[Saved data entries]
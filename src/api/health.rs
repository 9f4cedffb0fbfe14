use axum::{extract::State, http::StatusCode, routing::get, Json, Router};
use serde_json::json;
use tracing::error;

use crate::app_state::AppState;

/// Defines health check routes
pub fn health_routes() -> Router<AppState> {
    Router::new()
        .route("/health/live", get(liveness_check)) // ✅ Liveness check
        .route("/health/ready", get(readiness_check)) // ✅ Readiness check
}

/// **Liveness Check (Basic Check)**
/// - ✅ Verifies that the API is running
/// - ❌ Does NOT check the database
#[utoipa::path(
    get,
    path = "/health/live",
    tag = "Health",
    responses((status = 200, description = "API is running"))
)]
pub async fn liveness_check() -> Json<serde_json::Value> {
    Json(json!({ "success": true, "message": "API is live" }))
}

/// **Readiness Check (Store Connectivity Check)**
/// - ✅ Pings the record store
/// - ❌ Returns `500` if the store does not answer
#[utoipa::path(
    get,
    path = "/health/ready",
    tag = "Health",
    responses(
        (status = 200, description = "Store reachable"),
        (status = 500, description = "Store unavailable")
    )
)]
pub async fn readiness_check(
    State(state): State<AppState>,
) -> Result<Json<serde_json::Value>, (StatusCode, Json<serde_json::Value>)> {
    state.store.ping().await.map_err(|e| {
        error!("❌ Readiness check failed: {}", e);
        (
            StatusCode::INTERNAL_SERVER_ERROR,
            Json(json!({ "success": false, "message": "Database unavailable" })),
        )
    })?;

    Ok(Json(json!({ "success": true, "message": "API is ready" })))
}

#[derive(utoipa::OpenApi)]
#[openapi(
    paths(liveness_check, readiness_check),
    tags((name = "Health", description = "Liveness and readiness probes"))
)]
pub struct HealthDoc;
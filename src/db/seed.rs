use tracing::info;

use crate::db::models::role::Role;
use crate::db::models::user::NewUser;
use crate::db::store::{RecordStore, StoreError};
use crate::utils::credentials::{CredentialError, Credentials};

pub const DEMO_PASSWORD: &str = "password";

/// One account per role, all sharing [`DEMO_PASSWORD`].
pub const DEMO_USERS: [(&str, &str, Role); 6] = [
    ("Admin Server", "admin@demo.com", Role::ServerAdmin),
    ("Demo Staff", "staff@demo.com", Role::Staff),
    ("Demo Pemohon", "pemohon@demo.com", Role::Requester),
    ("Demo Kepala Lab", "kepalalab@demo.com", Role::LabHead),
    ("Demo Wakil Dekan", "wadek@demo.com", Role::ViceDean),
    ("Dekan", "dekan@demo.com", Role::Dean),
];

#[derive(Debug, thiserror::Error)]
pub enum SeedError {
    #[error(transparent)]
    Store(#[from] StoreError),
    #[error(transparent)]
    Credentials(#[from] CredentialError),
}

/// Creates the demo accounts that do not exist yet. Returns how many were created.
pub async fn seed_demo_users(store: &dyn RecordStore, credentials: &Credentials) -> Result<usize, SeedError> {
    let password_hash = credentials.hash_password(DEMO_PASSWORD)?;
    let mut created = 0;

    for (name, email, role) in DEMO_USERS {
        if store.find_user_by_email(email).await?.is_some() {
            continue;
        }
        match store
            .create_user(NewUser {
                name: name.to_string(),
                email: email.to_string(),
                password_hash: password_hash.clone(),
                phone: None,
                role,
            })
            .await
        {
            Ok(_) => created += 1,
            // Raced with another instance seeding the same account.
            Err(StoreError::Conflict(_)) => {}
            Err(e) => return Err(e.into()),
        }
    }

    info!("🌱 Seeded {} demo users", created);
    Ok(created)
}

#[cfg(test)]
mod tests {
    use std::time::Duration;

    use super::*;
    use crate::db::memory::InMemoryStore;

    #[tokio::test]
    async fn seeding_is_idempotent() {
        let store = InMemoryStore::new();
        let credentials = Credentials::new(b"seed-secret", Duration::from_secs(60), 4);

        assert_eq!(seed_demo_users(&store, &credentials).await.unwrap(), 6);
        assert_eq!(seed_demo_users(&store, &credentials).await.unwrap(), 0);

        let dean = store.find_user_by_email("dekan@demo.com").await.unwrap().unwrap();
        assert_eq!(dean.role, Role::Dean);
        assert!(credentials.verify_password(DEMO_PASSWORD, &dean.password_hash).unwrap());
    }
}
use async_trait::async_trait;
use thiserror::Error;

use crate::db::models::approval::{Approval, NewApproval};
use crate::db::models::audit::{AuditLog, NewAuditEntry};
use crate::db::models::lifecycle::{
    Acceptance, AcceptanceChanges, Archive, ArchiveNote, Backup, BackupChanges, Confirmation,
    ConfirmationFields, FollowUp, FollowUpChanges, Monitoring, MonitoringFields, NewAcceptance,
    NewBackup, NewFollowUp, RecordKind,
};
use crate::db::models::request::{NewServerRequest, RequestChanges, RequestStatus, ServerRequest};
use crate::db::models::role::Role;
use crate::db::models::user::{NewUser, User, UserChanges};

#[derive(Debug, Error)]
pub enum StoreError {
    #[error("{0} not found")]
    NotFound(&'static str),
    #[error("{0}")]
    Conflict(String),
    #[error("database error: {0}")]
    Database(#[from] sqlx::Error),
}

impl StoreError {
    pub fn duplicate_email() -> Self {
        StoreError::Conflict("Email already registered.".to_string())
    }

    pub fn duplicate_decision() -> Self {
        StoreError::Conflict("This role has already decided on the request.".to_string())
    }

    pub fn duplicate_record(kind: RecordKind) -> Self {
        StoreError::Conflict(format!("{} already exists for this request.", kind.label()))
    }
}

pub type StoreResult<T> = Result<T, StoreError>;

/// Maps the request's current status to the one it moves to after a decision.
pub type Transition<'a> = &'a (dyn Fn(RequestStatus) -> RequestStatus + Send + Sync);

/// A stored decision with the request status it was applied to.
#[derive(Debug, Clone)]
pub struct RecordedDecision {
    pub approval: Approval,
    pub previous_status: RequestStatus,
    pub request: ServerRequest,
}

/// Persistence seam between the HTTP layer and the database.
///
/// Listings are newest first. Deleting a request removes its approvals, sub-records and audit rows.
#[async_trait]
pub trait RecordStore: Send + Sync {
    async fn ping(&self) -> StoreResult<()>;

    // users
    async fn find_user(&self, id: i32) -> StoreResult<Option<User>>;
    async fn find_user_by_email(&self, email: &str) -> StoreResult<Option<User>>;
    async fn list_users(&self, role: Option<Role>) -> StoreResult<Vec<User>>;
    /// `Conflict` on a duplicate email.
    async fn create_user(&self, user: NewUser) -> StoreResult<User>;
    async fn update_user(&self, id: i32, changes: UserChanges) -> StoreResult<User>;
    async fn delete_user(&self, id: i32) -> StoreResult<()>;

    // requests
    async fn create_request(&self, owner_id: i32, request: NewServerRequest) -> StoreResult<ServerRequest>;
    async fn find_request(&self, id: i32) -> StoreResult<Option<ServerRequest>>;
    async fn list_requests(&self, owner_id: Option<i32>) -> StoreResult<Vec<ServerRequest>>;
    async fn update_request(&self, id: i32, changes: RequestChanges) -> StoreResult<ServerRequest>;
    async fn set_request_status(&self, id: i32, status: RequestStatus) -> StoreResult<ServerRequest>;
    async fn delete_request(&self, id: i32) -> StoreResult<()>;

    // approvals
    async fn list_approvals(&self, request_id: Option<i32>) -> StoreResult<Vec<Approval>>;
    async fn find_approval_by_role(&self, request_id: i32, role: Role) -> StoreResult<Option<Approval>>;
    /// Inserts the approval, applies `transition` to the status read inside the same unit and
    /// appends the audit entry. `Conflict` when the request already holds a decision from
    /// `approval.decider_role`.
    async fn record_decision(
        &self,
        approval: NewApproval,
        transition: Transition<'_>,
        audit: NewAuditEntry,
    ) -> StoreResult<RecordedDecision>;
    async fn delete_approval(&self, id: i32) -> StoreResult<Approval>;

    // lifecycle sub-records, keyed by request id
    async fn find_acceptance(&self, request_id: i32) -> StoreResult<Option<Acceptance>>;
    async fn create_acceptance(&self, request_id: i32, record: NewAcceptance) -> StoreResult<Acceptance>;
    async fn update_acceptance(&self, request_id: i32, changes: AcceptanceChanges) -> StoreResult<Acceptance>;

    async fn find_monitoring(&self, request_id: i32) -> StoreResult<Option<Monitoring>>;
    async fn create_monitoring(&self, request_id: i32, record: MonitoringFields) -> StoreResult<Monitoring>;
    async fn update_monitoring(&self, request_id: i32, changes: MonitoringFields) -> StoreResult<Monitoring>;

    async fn find_backup(&self, request_id: i32) -> StoreResult<Option<Backup>>;
    async fn create_backup(&self, request_id: i32, record: NewBackup) -> StoreResult<Backup>;
    async fn update_backup(&self, request_id: i32, changes: BackupChanges) -> StoreResult<Backup>;

    async fn find_archive(&self, request_id: i32) -> StoreResult<Option<Archive>>;
    async fn create_archive(&self, request_id: i32, record: ArchiveNote) -> StoreResult<Archive>;
    async fn update_archive(&self, request_id: i32, changes: ArchiveNote) -> StoreResult<Archive>;

    async fn find_follow_up(&self, request_id: i32) -> StoreResult<Option<FollowUp>>;
    async fn create_follow_up(&self, request_id: i32, record: NewFollowUp) -> StoreResult<FollowUp>;
    async fn update_follow_up(&self, request_id: i32, changes: FollowUpChanges) -> StoreResult<FollowUp>;

    async fn find_confirmation(&self, request_id: i32) -> StoreResult<Option<Confirmation>>;
    async fn create_confirmation(
        &self,
        request_id: i32,
        user_id: i32,
        record: ConfirmationFields,
    ) -> StoreResult<Confirmation>;
    async fn update_confirmation(&self, request_id: i32, changes: ConfirmationFields) -> StoreResult<Confirmation>;

    /// `NotFound` when the request has no record of that kind.
    async fn delete_record(&self, kind: RecordKind, request_id: i32) -> StoreResult<()>;

    // audit trail
    async fn append_audit(&self, entry: NewAuditEntry) -> StoreResult<AuditLog>;
    async fn list_audit(&self, request_id: i32) -> StoreResult<Vec<AuditLog>>;
}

#### [Task goal]
Which lines of the data include the string "responses"? Copy each of them.

#### [Result below]
    responses((status = 200, description = "API is running"))
    responses(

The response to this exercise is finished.